__PROBLEM TO WORK ON__. Look through the data below and show every line that includes "default".

(Stored data entries)

_____

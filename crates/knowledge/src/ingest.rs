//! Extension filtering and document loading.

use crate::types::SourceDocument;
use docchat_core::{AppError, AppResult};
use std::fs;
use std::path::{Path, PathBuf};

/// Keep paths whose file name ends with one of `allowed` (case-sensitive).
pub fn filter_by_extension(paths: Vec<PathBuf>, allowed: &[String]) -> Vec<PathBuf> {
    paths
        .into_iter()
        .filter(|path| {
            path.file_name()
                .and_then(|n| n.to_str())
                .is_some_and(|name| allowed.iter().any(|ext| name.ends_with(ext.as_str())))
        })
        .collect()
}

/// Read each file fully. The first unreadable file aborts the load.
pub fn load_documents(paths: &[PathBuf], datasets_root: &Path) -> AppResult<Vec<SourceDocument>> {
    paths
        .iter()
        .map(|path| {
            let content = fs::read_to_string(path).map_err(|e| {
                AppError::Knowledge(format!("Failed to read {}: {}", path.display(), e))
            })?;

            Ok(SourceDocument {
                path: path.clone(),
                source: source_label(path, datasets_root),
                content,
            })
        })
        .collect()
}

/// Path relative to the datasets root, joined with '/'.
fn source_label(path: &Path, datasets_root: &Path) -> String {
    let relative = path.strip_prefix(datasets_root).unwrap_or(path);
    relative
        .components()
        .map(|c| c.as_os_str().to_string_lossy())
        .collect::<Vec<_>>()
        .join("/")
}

_____

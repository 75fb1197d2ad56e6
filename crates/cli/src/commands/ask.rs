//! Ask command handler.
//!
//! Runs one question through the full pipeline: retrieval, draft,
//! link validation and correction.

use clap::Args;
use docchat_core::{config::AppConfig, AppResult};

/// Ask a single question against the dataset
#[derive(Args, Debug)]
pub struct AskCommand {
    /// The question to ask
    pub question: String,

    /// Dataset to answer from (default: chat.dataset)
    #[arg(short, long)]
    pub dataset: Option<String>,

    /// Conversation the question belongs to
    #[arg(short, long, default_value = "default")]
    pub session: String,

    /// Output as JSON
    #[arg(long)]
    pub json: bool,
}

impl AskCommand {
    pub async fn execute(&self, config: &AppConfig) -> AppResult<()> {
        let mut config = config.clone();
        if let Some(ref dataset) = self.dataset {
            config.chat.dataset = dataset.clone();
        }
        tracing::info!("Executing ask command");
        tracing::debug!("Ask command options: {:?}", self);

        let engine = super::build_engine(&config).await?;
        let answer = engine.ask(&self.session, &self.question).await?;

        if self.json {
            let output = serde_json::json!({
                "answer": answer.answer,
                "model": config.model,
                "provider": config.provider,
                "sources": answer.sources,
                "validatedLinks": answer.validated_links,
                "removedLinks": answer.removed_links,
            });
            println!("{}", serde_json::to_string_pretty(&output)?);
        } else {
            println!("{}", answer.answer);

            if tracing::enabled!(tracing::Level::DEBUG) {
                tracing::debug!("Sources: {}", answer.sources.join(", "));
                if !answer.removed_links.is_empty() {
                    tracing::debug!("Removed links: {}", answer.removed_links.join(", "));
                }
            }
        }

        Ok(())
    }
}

_____

__EXERCISE RESULT__.
    /// Dataset to answer from (default: chat.dataset)
    #[arg(short, long, default_value = "default")]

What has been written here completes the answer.